I’ve been getting this question a lot from folks lately (mostly after ultimate games for some reason), so I thought I’d summarize my response here for purposes of economy.
To recap the context: After much time and suffering, you’ve finally trained some combination of layers using, e.g., via TensorFlow, Torch, Caffe, etc. to your satisfaction. You’ve run the system through a variety of production-grade test sets and are satisfied that it’s ready to go live. At this point, could anything you’ve done be amenable to patent protection?
The short, incomplete answer is “yes.” Much of your work probably could be protected via a patent if you wanted to acquire such protection. There’s nothing “magical” about deep learning as compared to other development situations involving some automation – say, automated car production or a cooking process involving an egg beater. You can’t patent Jacobian matrices (“abstract”, see below) or an egg beater (it’s prior art), but the process in context may be subject to claiming. Similarly, in deep learning the application context, your training methodology, your testing methodology, the finished product – all of these may be opportunities for protection at some level.
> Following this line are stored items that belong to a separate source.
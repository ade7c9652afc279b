//! Offline tests for offerdb-db pool configuration, row types, and filters.
//! These tests do not require a live database connection.

use offerdb_core::{AppConfig, Environment, RegionCode};
use offerdb_db::{DbError, IngestionRunRow, OfferFilter, OfferRow, PoolConfig};

#[test]
fn pool_config_from_app_config_uses_core_values() {
    let app_config = AppConfig {
        database_url: "postgres://example".to_string(),
        env: Environment::Test,
        bind_addr: "127.0.0.1:8000".parse().unwrap(),
        log_level: "info".to_string(),
        log_file: None,
        db_max_connections: 42,
        db_min_connections: 7,
        db_acquire_timeout_secs: 9,
        offers_endpoint: "http://localhost/specials".to_string(),
        user_agent: "ua".to_string(),
        request_timeout_secs: 30,
        max_workers: 5,
        region_timeout_secs: 0,
        schedule: "0 0 0 * * *".to_string(),
    };

    let pool_config = PoolConfig::from_app_config(&app_config);
    assert_eq!(pool_config.max_connections, 42);
    assert_eq!(pool_config.min_connections, 7);
    assert_eq!(pool_config.acquire_timeout_secs, 9);
}

#[test]
fn offer_filter_default_matches_everything() {
    let filter = OfferFilter::default();
    assert!(filter.region_code.is_none());
    assert!(filter.tab.is_none());
    assert!(filter.sales_program_type.is_none());
    assert!(filter.model_year.is_none());
    assert!(filter.limit.is_none());
}

#[test]
fn region_mismatch_error_names_both_regions() {
    let err = DbError::RegionMismatch {
        expected: RegionCode::parse("97230").unwrap().to_string(),
        found: "10001".to_string(),
    };
    let message = err.to_string();
    assert!(message.contains("97230"), "{message}");
    assert!(message.contains("10001"), "{message}");
}

/// Compile-time smoke test: confirm that [`IngestionRunRow`] has all expected
/// fields with the correct types. No database required.
#[test]
fn ingestion_run_row_has_expected_fields() {
    use chrono::Utc;
    use uuid::Uuid;

    let row = IngestionRunRow {
        id: 1_i64,
        public_id: Uuid::new_v4(),
        trigger_source: "cli".to_string(),
        status: "queued".to_string(),
        started_at: None,
        completed_at: None,
        regions_processed: 0_i32,
        offers_written: 0_i64,
        error_message: None,
        created_at: Utc::now(),
    };

    assert_eq!(row.id, 1);
    assert_eq!(row.trigger_source, "cli");
    assert_eq!(row.status, "queued");
    assert!(row.started_at.is_none());
    assert!(row.completed_at.is_none());
    assert_eq!(row.regions_processed, 0);
    assert!(row.error_message.is_none());
}

/// Compile-time smoke test: confirm that [`OfferRow`] has all expected
/// fields with the correct types. No database required.
#[test]
fn offer_row_has_expected_fields() {
    use chrono::Utc;

    let row = OfferRow {
        id: 42_i64,
        region_code: "97230".to_string(),
        offer_id: "X1".to_string(),
        model_year: "2024".to_string(),
        start_date: String::new(),
        end_date: String::new(),
        is_featured: false,
        sales_program_name: String::new(),
        sales_program_type: "AcuraLoyaltyAppreciation".to_string(),
        model_group_name: String::new(),
        photo_url: String::new(),
        description: String::new(),
        series_item_name: String::new(),
        tab: "Special Program".to_string(),
        created_at: Utc::now(),
    };

    assert_eq!(row.region_code, "97230");
    assert_eq!(row.offer_id, "X1");
    assert_eq!(row.tab, "Special Program");
    assert!(!row.is_featured);
}
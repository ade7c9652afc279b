use std::net::SocketAddr;
use std::path::PathBuf;

#[derive(Debug, Clone, PartialEq, Eq)]
pub enum Environment {
    Development,
    Test,
    Production,
}

impl std::fmt::Display for Environment {
    fn fmt(&self, f: &mut std::fmt::Formatter<'_>) -> std::fmt::Result {
        match self {
            Environment::Development => write!(f, "development"),
            Environment::Test => write!(f, "test"),
            Environment::Production => write!(f, "production"),
        }
    }
}

#[derive(Clone)]
pub struct AppConfig {
    pub database_url: String,
    pub env: Environment,
    /// Listen address for the HTTP API.
    pub bind_addr: SocketAddr,
    pub log_level: String,
    /// When set, log output is also appended to this file.
    pub log_file: Option<PathBuf>,
    pub db_max_connections: u32,
    pub db_min_connections: u32,
    pub db_acquire_timeout_secs: u64,
    /// Offers endpoint; the region is appended as the `zipCode` query parameter.
    pub offers_endpoint: String,
    pub user_agent: String,
    pub request_timeout_secs: u64,
    /// Upper bound on regions ingested concurrently.
    pub max_workers: usize,
    /// Deadline for one region's fetch-normalize-write cycle. `0` disables it.
    pub region_timeout_secs: u64,
    /// Six-field cron expression (with seconds) for the scheduled run, in
    /// the host's local time zone.
    pub schedule: String,
}

impl std::fmt::Debug for AppConfig {
    fn fmt(&self, f: &mut std::fmt::Formatter<'_>) -> std::fmt::Result {
        f.debug_struct("AppConfig")
            .field("env", &self.env)
            .field("bind_addr", &self.bind_addr)
            .field("log_level", &self.log_level)
            .field("log_file", &self.log_file)
            .field("database_url", &"[redacted]")
            .field("db_max_connections", &self.db_max_connections)
            .field("db_min_connections", &self.db_min_connections)
            .field("db_acquire_timeout_secs", &self.db_acquire_timeout_secs)
            .field("offers_endpoint", &self.offers_endpoint)
            .field("user_agent", &self.user_agent)
            .field("request_timeout_secs", &self.request_timeout_secs)
            .field("max_workers", &self.max_workers)
            .field("region_timeout_secs", &self.region_timeout_secs)
            .field("schedule", &self.schedule)
            .finish()
    }
}
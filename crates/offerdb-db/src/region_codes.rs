//! Database operations for the `region_codes` registry table.

use chrono::{DateTime, Utc};
use offerdb_core::RegionCode;
use sqlx::PgPool;

use crate::{is_unique_violation, DbError};

/// A row from the `region_codes` table.
#[derive(Debug, Clone, sqlx::FromRow)]
pub struct RegionCodeRow {
    pub id: i64,
    pub code: String,
    pub created_at: DateTime<Utc>,
}

/// Returns every registered region code in insertion order.
///
/// # Errors
///
/// Returns [`DbError::Sqlx`] if the query fails.
pub async fn list_region_codes(pool: &PgPool) -> Result<Vec<RegionCodeRow>, DbError> {
    let rows = sqlx::query_as::<_, RegionCodeRow>(
        "SELECT id, code, created_at FROM region_codes ORDER BY id",
    )
    .fetch_all(pool)
    .await?;

    Ok(rows)
}

/// Returns a single region code row, or `None` if the code is not registered.
///
/// # Errors
///
/// Returns [`DbError::Sqlx`] if the query fails.
pub async fn get_region_code(
    pool: &PgPool,
    code: &RegionCode,
) -> Result<Option<RegionCodeRow>, DbError> {
    let row = sqlx::query_as::<_, RegionCodeRow>(
        "SELECT id, code, created_at FROM region_codes WHERE code = $1",
    )
    .bind(code.as_str())
    .fetch_optional(pool)
    .await?;

    Ok(row)
}

/// Registers a new region code.
///
/// # Errors
///
/// Returns [`DbError::AlreadyExists`] if the code is already registered, or
/// [`DbError::Sqlx`] if the insert fails.
pub async fn create_region_code(pool: &PgPool, code: &RegionCode) -> Result<RegionCodeRow, DbError> {
    sqlx::query_as::<_, RegionCodeRow>(
        "INSERT INTO region_codes (code) VALUES ($1) \
         ON CONFLICT (code) DO NOTHING \
         RETURNING id, code, created_at",
    )
    .bind(code.as_str())
    .fetch_optional(pool)
    .await?
    .ok_or_else(|| DbError::AlreadyExists(format!("region code {code}")))
}

/// Changes a registered code to `new_code`.
///
/// Stored offers and markers are keyed by the code string and are not
/// rewritten; the next ingestion for `new_code` starts without a marker.
///
/// # Errors
///
/// Returns [`DbError::NotFound`] if `code` is not registered,
/// [`DbError::AlreadyExists`] if `new_code` is taken, or [`DbError::Sqlx`]
/// if the update fails.
pub async fn rename_region_code(
    pool: &PgPool,
    code: &RegionCode,
    new_code: &RegionCode,
) -> Result<RegionCodeRow, DbError> {
    let result = sqlx::query_as::<_, RegionCodeRow>(
        "UPDATE region_codes SET code = $2 WHERE code = $1 \
         RETURNING id, code, created_at",
    )
    .bind(code.as_str())
    .bind(new_code.as_str())
    .fetch_optional(pool)
    .await;

    match result {
        Ok(Some(row)) => Ok(row),
        Ok(None) => Err(DbError::NotFound),
        Err(e) if is_unique_violation(&e) => {
            Err(DbError::AlreadyExists(format!("region code {new_code}")))
        }
        Err(e) => Err(e.into()),
    }
}

/// Removes a region code from the registry.
///
/// # Errors
///
/// Returns [`DbError::NotFound`] if the code is not registered, or
/// [`DbError::Sqlx`] if the delete fails.
pub async fn delete_region_code(pool: &PgPool, code: &RegionCode) -> Result<(), DbError> {
    let result = sqlx::query("DELETE FROM region_codes WHERE code = $1")
        .bind(code.as_str())
        .execute(pool)
        .await?;

    if result.rows_affected() == 0 {
        return Err(DbError::NotFound);
    }

    Ok(())
}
From a legal perspective, the most readily apparent challenges will be 35 USC 101 (“abstractness”) and 35 USC 112 (“written description/enablement”). For the former, your claims will need to be sufficiently concrete so as to avoid being “wholly directed” to an abstract concept. For the latter, you’ll need to go into sufficient detail so that it’s clear the claims correspond to your invention and can be readily replicated. Incidentally, the former has already received much attention in the software context, but the latter has actually been subject to increased scrutiny in the courts as well recently. The USPTO is even issuing new guidance to the examiners regarding 112.
That said, whether patent protection is prudent or useful for you is a different matter. As evidenced by adversarial inputs, overfitting, etc. neural nets can be powerful but fickle creatures. That fickleness, coupled with the 101/112 requirements can make design-arounds “relatively” straightforward. “Oh, you claimed a pixel mapping to a convolutional layer up front? I’ll just pre-process the data to avoid that initial edge mapping and then continue with the rest of your claim.” That’s a silly hypo, but you get the idea. A design-around may require some creativity and suffering, but deep-learning’s fluidity usually lends itself to multiple approaches. Clever claim drafting can avoid some of this, but in such a rapidly moving technology it’s hard to anticipate everything.
Also, depending upon the business posture, it may make more sense to keep the details a trade secret. Even if you go with a patent you’ll be faced with the perennial machine learning dilemma of claiming your training or your testing setup. Do the former and you’ll likely catch who you want, but their infringement may be difficult to detect. Do the latter and they’ll be easier to detect, but you may be suing customers and arguing indirect/secondary infringement against your real target, which is at best awkward and at worst unsuccessful (and also still awkward). Obviously, you can do both, but the complementarity issue remains.
As always, this isn’t legal advice (I’m speaking much too generically – any real-world situation is going to involve infinitely more considerations), but the idea that deep learning is somehow “magically” different from other machine learning setups in the IP sense should be dispelled. I think a lot of smart engineers intuitively suspect that the rote aspects of DL can’t be patented – and they’re right (in view of 101, 112, and prior art). But if you’ve done something creative around the core methodology (like a chef applying an egg beater to make bacon in a novel way [. . . use your imagination]), then the creative addition in combination and context could very well include worthwhile coverage.